8 Reasons Why Many Churches Don’t Have an Outward Focus

It’s no secret that many—if not most—churches are not outwardly focused. In my judgment, here are 8 reasons that’s the case:

  1. They view the church gathering as a safe place from the world. For a few minutes during fellowship and worship, we can tune out the often-rotten world we live in. Safety and comfort cause us to be inwardly-focused. 
  2. The very work of growing a church can turn a congregation inward. Think about it—determining when services will be, setting church policies, building worship centers, hiring staff, enlisting small group leaders – all of these activities turn our attention inward even when we don’t want to do so. Churches default into an inward focus unless they work hard to prevent that. 
  3. Nobody models an outward focus for them. Even the pastor often talks about an outward focus more than he models it. Sometimes, busy pastors call their church to look outwardly while they’re spending all their time ministering to the church folks already there. 
  4. Some have a history of conflict, and they’re doing their best to maintain harmony to avoid further issues. Their leaders so focus on putting out fires that they have no time or energy left to reach non-believers. A day without a battle is a good day.  
  5. Their community has changed around them, and they don’t like it. Rather than reach out to their community, they cautiously drive through it to get to the church parking lot. They usually don’t know their church neighbors, nor do they want to know them. 
  6. If the church is growing, they’re probably growing by transfer growth. They’re reaching people like them, and that growth has lulled them to sleep regarding evangelizing others. If the church is growing already, why spend more time reaching out?  
  7. The congregation is older, and they simply have little energy to be outwardly focused.  They may not want to be inwardly-focused, but they just don’t think about ways they could fix that problem.

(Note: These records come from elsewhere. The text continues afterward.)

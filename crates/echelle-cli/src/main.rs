mod commands;
mod summary;

use anyhow::Result;
use clap::{Parser, Subcommand};
use tracing_subscriber::EnvFilter;

#[derive(Parser)]
#[command(name = "echelle", about = "Echelle spectrum reading, normalization and stitching")]
#[command(version)]
struct Cli {
    /// Enable verbose output
    #[arg(short, long, global = true)]
    verbose: bool,

    #[command(subcommand)]
    command: Commands,
}

#[derive(Subcommand)]
enum Commands {
    /// Show how a spectrum file is read and its orders
    Info(commands::info::InfoArgs),
    /// Fit and divide out the continuum of one order
    Normalize(commands::normalize::NormalizeArgs),
    /// Combine orders onto a common wavelength grid
    Stitch(commands::stitch::StitchArgs),
    /// Run the full read, normalize, stitch pipeline
    Run(commands::run::RunArgs),
    /// Print a default pipeline config as TOML
    Config(commands::config::ConfigArgs),
}

fn main() -> Result<()> {
    let cli = Cli::parse();

    let filter = if cli.verbose {
        EnvFilter::new("debug")
    } else {
        EnvFilter::new("warn")
    };
    tracing_subscriber::fmt().with_env_filter(filter).init();

    match &cli.command {
        Commands::Info(args) => commands::info::run(args),
        Commands::Normalize(args) => commands::normalize::run(args),
        Commands::Stitch(args) => commands::stitch::run(args),
        Commands::Run(args) => commands::run::run(args),
        Commands::Config(args) => commands::config::run(args),
    }
}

They’re tired. 
  8. They know nothing about the nations living around them or the billions of non-believers living around the world.Again, that’s because no one has taught them, challenged them, or burdened them with this responsibility. It’s hard to be burdened about outsiders if you don’t any very well. 

What are your thoughts? What would you add? Which describes your church?

5 Comments

  • Robin G. Jordan says:

    The challenge that many Continuing Anglican churches face is that they were not organized a community churches, ministering to a particular community, but as safe havens for Episcopalians disaffected from the Episcopal Church for various reasons and resident in a particular region. They may have no members living in the community in which their building is located and no other connections to that community. It is simply the location of their building. They require what the Anglican Church in North America’s Diocese of the Carolinas describes as “remissioning.” if they are going to not just survive but thrive. Their original base was small in the first place. The Episcopal Church was not a large denomination like the Southern Baptist Convention. Nor was it outward-focused as a denomination. Consequently the breakaway churches have negligible evangelism in their DNA. As the original base of these churches has shrunk, their membership has shrunk with it.

  • Doug Miller says:

    Titus 3 totally applies here. Too many living with the things Paul tells us are to be avoided and ignoring the things he calls excellent. If the church, everyone of us, would concentrate on and live out submission, obedience, readiness to do good, peacability, humbleness, and being transformed by the Holy Spirit, maybe then the church would be outward focused as we should be.

  • christoph says:

    point 6 is a very important point. Sometime new people fill our pews and we’re happy they’re not empty. It puts us in a wrong satisfaction.